INTRODUCTION
Like adults, children use categories as a basis for inductive inference. Having learned that some property is true of some individual (e.g., “My dog, Magic, likes marshmallows”), a child might assume both that other members of the same category (dogs) share this property and that members of other, similar categories (e.g., cats) might also share this property. In short, inductive inference may be guided by and reflect categorical relationships, hence the term “category-based induction” or CBI. Cognitive and developmental researchers have used a category-based induction paradigm not only to study the use of categories in reasoning, but also to draw inferences from patterns of reasoning about the nature of conceptual structures themselves (Atran et al., 2001; Carey, 1985; Gelman & Markman, 1986; Gutheil, Bloom, Valderrama, & Freedman, 2004; Gutheil, Vera, & Keil, 1998; Hatano & Inagaki, 1994; Inagaki, 2002; Johnson & Carey, 1998; Medin & Smith, 1981; Ross, Medin, Coley, & Atran, 2003; Waxman, Lynch, Casey, & Baer, 1997).

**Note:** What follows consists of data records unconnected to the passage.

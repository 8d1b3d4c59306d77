use std::path::PathBuf;

use registry_catalog::SchemaError;
use thiserror::Error;

use crate::normalize::NormalizeError;

/// Errors that abort an import run.
#[derive(Debug, Error)]
pub enum ImportError {
    /// Source unreadable or output unwritable
    #[error("I/O error on {}: {source}", .path.display())]
    Io {
        path: PathBuf,
        source: std::io::Error,
    },

    /// Malformed delimited input
    #[error("CSV parse error at line {line}: {source}")]
    Csv { line: u64, source: csv::Error },

    /// A data row with more fields than the header names
    #[error("Malformed row at line {line}: {found} fields, header has {expected}")]
    RowTooLong {
        line: u64,
        found: usize,
        expected: usize,
    },

    /// The schema itself is inconsistent
    #[error("Invalid schema: {0}")]
    Schema(#[from] SchemaError),

    /// The schema reads fields the source header does not provide
    #[error("Source header is missing field(s) required by {table}: {}", .fields.join(", "))]
    MissingFields { table: String, fields: Vec<String> },

    /// A row failed under the abort policy
    #[error("{0}")]
    Record(#[from] RecordError),

    /// Options that cannot work with the chosen schema
    #[error("Config error: {0}")]
    Config(String),
}

impl ImportError {
    pub fn io(path: impl Into<PathBuf>, source: std::io::Error) -> Self {
        Self::Io {
            path: path.into(),
            source,
        }
    }

    pub fn config(msg: impl Into<String>) -> Self {
        Self::Config(msg.into())
    }
}

/// A single source row that could not be turned into a statement.
#[derive(Debug, Clone, Error, PartialEq, Eq)]
#[error("row {row}: {cause}")]
pub struct RecordError {
    /// Line number of the row in the source file.
    pub row: u64,
    pub cause: RecordErrorCause,
}

#[derive(Debug, Clone, Error, PartialEq, Eq)]
pub enum RecordErrorCause {
    #[error("column {column}: {source}")]
    Invalid {
        column: String,
        source: NormalizeError,
    },
    #[error("natural key ({}) is empty; cannot derive a stable id", .fields.join(", "))]
    EmptyNaturalKey { fields: Vec<String> },
    #[error("identifier {0} was already issued in this run")]
    DuplicateId(String),
}

impl RecordError {
    pub fn new(row: u64, cause: RecordErrorCause) -> Self {
        Self { row, cause }
    }

    pub fn invalid(row: u64, column: &str, source: NormalizeError) -> Self {
        Self::new(
            row,
            RecordErrorCause::Invalid {
                column: column.to_string(),
                source,
            },
        )
    }
}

One of the most influential examples of the use of inductive projections to draw inferences about conceptual organization comes from research in the domain of folk biology involving categories of living things, including humans, nonhuman animals, and plants. Developmental evidence has revealed, in particular, certain systematic asymmetries in inductive strength among these categories. For example, researchers have found that children are more willing to project properties from humans to dogs than from dogs to humans.